> _PROBLEM DESCRIPTION_
Repeat the lines of the data exactly, from the first one through the one that contains "for the chunkdb command.".

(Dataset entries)
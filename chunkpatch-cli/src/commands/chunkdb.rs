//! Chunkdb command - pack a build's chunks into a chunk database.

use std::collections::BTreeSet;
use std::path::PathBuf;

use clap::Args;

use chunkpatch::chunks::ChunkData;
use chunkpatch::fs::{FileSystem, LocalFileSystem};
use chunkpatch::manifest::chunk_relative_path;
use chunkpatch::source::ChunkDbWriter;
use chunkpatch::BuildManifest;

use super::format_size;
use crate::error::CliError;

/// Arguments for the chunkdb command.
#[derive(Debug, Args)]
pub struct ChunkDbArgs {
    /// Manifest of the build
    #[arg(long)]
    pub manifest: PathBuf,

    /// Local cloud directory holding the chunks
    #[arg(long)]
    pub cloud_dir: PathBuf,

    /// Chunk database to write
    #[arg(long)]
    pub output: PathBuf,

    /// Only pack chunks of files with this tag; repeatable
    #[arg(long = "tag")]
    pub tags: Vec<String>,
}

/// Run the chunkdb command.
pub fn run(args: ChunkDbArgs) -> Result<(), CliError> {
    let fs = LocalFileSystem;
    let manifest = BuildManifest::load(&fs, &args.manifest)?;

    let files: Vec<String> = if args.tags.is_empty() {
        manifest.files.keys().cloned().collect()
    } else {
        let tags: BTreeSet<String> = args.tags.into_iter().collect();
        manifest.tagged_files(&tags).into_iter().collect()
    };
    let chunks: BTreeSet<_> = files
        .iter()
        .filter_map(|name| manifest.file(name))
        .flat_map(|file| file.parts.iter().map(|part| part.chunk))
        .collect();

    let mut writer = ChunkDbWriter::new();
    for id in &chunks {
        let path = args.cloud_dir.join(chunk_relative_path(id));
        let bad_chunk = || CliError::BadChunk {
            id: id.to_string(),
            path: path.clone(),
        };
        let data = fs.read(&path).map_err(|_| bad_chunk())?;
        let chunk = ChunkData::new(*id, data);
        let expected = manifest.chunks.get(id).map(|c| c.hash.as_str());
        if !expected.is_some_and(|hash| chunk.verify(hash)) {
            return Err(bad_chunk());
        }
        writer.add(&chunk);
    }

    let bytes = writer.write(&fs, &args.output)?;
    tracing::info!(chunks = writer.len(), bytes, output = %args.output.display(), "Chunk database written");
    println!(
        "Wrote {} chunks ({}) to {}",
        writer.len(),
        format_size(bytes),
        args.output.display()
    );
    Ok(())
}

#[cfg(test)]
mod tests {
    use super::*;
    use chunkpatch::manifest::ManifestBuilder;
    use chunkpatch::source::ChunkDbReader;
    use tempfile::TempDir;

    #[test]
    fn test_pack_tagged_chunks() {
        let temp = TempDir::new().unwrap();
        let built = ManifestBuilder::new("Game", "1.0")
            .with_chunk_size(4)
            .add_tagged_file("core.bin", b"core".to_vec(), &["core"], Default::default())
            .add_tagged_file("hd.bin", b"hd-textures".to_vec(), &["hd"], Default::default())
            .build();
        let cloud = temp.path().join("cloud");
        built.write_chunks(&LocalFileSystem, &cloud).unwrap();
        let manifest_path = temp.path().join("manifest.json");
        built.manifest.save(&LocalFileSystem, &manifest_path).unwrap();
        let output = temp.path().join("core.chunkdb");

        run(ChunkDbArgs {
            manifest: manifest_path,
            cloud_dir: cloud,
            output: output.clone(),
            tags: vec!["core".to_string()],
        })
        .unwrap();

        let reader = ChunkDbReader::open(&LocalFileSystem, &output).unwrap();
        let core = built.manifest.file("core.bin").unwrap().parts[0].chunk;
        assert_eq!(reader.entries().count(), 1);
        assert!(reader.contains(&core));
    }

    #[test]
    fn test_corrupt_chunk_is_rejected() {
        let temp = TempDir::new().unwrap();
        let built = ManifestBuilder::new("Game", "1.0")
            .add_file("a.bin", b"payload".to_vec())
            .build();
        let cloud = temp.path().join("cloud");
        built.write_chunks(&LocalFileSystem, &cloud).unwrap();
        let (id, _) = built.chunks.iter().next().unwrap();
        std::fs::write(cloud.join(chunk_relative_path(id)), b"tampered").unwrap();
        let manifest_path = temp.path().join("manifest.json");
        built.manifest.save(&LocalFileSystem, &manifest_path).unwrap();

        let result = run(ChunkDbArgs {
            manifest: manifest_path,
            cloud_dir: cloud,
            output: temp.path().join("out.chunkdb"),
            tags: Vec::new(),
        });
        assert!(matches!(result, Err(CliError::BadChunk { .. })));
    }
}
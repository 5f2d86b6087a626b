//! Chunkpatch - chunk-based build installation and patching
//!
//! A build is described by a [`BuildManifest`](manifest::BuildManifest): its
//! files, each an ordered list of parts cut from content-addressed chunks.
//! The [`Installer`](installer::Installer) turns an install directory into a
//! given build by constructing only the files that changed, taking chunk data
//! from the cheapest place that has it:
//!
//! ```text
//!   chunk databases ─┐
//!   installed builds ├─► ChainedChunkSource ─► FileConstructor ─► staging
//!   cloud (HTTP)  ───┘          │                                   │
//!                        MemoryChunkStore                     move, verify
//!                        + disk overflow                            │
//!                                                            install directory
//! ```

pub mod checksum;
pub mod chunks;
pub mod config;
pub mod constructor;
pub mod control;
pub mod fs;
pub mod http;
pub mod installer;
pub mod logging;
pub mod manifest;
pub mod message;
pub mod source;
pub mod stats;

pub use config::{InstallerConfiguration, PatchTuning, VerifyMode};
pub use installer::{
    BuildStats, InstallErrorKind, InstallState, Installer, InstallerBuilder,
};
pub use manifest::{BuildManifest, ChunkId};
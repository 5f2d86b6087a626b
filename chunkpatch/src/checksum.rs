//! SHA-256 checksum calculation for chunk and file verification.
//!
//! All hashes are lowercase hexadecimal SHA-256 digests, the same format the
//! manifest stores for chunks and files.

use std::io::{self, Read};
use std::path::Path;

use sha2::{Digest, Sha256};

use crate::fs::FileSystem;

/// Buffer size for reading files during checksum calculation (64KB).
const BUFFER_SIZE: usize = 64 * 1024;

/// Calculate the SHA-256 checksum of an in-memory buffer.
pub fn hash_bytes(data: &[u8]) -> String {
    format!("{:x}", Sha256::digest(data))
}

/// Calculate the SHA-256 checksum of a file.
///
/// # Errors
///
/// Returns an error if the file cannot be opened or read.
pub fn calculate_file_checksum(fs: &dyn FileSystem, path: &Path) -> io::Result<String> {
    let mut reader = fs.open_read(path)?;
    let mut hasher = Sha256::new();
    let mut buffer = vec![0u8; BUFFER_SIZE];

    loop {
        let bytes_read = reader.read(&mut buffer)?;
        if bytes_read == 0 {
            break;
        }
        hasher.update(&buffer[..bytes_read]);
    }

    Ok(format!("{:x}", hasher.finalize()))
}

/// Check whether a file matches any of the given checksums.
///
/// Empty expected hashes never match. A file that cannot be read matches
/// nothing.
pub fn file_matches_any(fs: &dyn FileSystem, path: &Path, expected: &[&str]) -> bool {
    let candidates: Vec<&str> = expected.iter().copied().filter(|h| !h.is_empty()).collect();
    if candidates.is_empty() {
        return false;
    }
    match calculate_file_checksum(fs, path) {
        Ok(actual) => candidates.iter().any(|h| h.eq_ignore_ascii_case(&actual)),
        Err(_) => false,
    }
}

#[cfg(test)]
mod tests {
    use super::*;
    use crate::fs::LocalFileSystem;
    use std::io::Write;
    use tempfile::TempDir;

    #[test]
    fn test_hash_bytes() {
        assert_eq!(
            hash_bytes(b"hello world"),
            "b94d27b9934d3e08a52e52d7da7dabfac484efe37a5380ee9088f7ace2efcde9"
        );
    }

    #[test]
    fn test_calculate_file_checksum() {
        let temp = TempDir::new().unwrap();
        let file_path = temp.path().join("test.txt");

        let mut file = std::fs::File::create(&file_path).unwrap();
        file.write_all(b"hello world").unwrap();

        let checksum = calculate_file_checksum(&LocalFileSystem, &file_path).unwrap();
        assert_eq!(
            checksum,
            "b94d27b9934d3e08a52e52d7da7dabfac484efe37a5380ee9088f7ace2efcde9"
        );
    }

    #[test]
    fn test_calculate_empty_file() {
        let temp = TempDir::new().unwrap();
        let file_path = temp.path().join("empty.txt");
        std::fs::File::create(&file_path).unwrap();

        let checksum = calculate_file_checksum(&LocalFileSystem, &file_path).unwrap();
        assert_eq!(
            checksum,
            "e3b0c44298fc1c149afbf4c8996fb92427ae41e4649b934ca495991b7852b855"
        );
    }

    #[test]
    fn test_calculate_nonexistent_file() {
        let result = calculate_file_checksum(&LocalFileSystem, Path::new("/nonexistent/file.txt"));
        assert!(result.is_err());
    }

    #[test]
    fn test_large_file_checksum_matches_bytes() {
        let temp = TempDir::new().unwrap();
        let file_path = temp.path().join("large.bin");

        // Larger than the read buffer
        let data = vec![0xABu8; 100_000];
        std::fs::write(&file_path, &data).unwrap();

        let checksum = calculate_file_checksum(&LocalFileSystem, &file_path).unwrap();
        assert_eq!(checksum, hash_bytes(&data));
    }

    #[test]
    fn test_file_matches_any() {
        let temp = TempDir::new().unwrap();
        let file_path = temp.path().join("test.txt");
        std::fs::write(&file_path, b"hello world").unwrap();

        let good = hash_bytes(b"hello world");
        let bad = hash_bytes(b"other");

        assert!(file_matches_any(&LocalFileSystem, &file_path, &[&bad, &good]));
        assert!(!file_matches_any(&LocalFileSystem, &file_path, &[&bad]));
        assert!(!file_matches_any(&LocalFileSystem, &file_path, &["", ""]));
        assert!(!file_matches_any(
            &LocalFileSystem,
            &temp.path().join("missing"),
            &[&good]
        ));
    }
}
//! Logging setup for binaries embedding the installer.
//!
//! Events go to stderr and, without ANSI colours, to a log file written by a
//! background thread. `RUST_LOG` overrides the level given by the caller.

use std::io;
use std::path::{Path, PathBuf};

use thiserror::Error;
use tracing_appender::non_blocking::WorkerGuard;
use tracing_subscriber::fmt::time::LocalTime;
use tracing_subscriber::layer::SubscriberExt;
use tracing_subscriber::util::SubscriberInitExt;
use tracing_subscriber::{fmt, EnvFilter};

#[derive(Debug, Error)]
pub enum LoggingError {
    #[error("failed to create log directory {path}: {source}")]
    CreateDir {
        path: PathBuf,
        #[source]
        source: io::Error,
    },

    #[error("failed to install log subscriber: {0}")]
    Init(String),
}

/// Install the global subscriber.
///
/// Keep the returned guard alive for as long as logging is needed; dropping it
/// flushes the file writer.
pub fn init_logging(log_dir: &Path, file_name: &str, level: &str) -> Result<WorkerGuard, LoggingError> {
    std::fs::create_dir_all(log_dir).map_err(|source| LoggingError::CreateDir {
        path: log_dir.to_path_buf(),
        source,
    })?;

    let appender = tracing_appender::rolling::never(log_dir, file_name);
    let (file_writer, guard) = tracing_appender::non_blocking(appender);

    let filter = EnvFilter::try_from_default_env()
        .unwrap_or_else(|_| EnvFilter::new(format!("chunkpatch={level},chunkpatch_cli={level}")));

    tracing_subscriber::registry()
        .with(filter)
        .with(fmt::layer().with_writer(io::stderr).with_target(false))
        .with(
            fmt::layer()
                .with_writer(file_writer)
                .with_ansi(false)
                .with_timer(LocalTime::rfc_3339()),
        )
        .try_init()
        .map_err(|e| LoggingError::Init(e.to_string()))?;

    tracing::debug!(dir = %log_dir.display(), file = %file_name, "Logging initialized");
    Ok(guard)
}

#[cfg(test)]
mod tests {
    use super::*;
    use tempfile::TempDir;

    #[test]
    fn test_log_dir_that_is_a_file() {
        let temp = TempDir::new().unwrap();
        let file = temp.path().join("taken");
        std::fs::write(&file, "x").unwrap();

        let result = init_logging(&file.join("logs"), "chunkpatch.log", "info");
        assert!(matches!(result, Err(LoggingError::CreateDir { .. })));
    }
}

> _OUTPUT_
filename chunkpatch-cli/src/commands/chunkdb.rs
//! Chunkdb command - pack a build's chunks into a chunk database.

use std::collections::BTreeSet;
use std::path::PathBuf;

use clap::Args;

use chunkpatch::chunks::ChunkData;
use chunkpatch::fs::{FileSystem, LocalFileSystem};
use chunkpatch::manifest::chunk_relative_path;
use chunkpatch::source::ChunkDbWriter;
use chunkpatch::BuildManifest;

use super::format_size;
use crate::error::CliError;

/// Arguments for the chunkdb command.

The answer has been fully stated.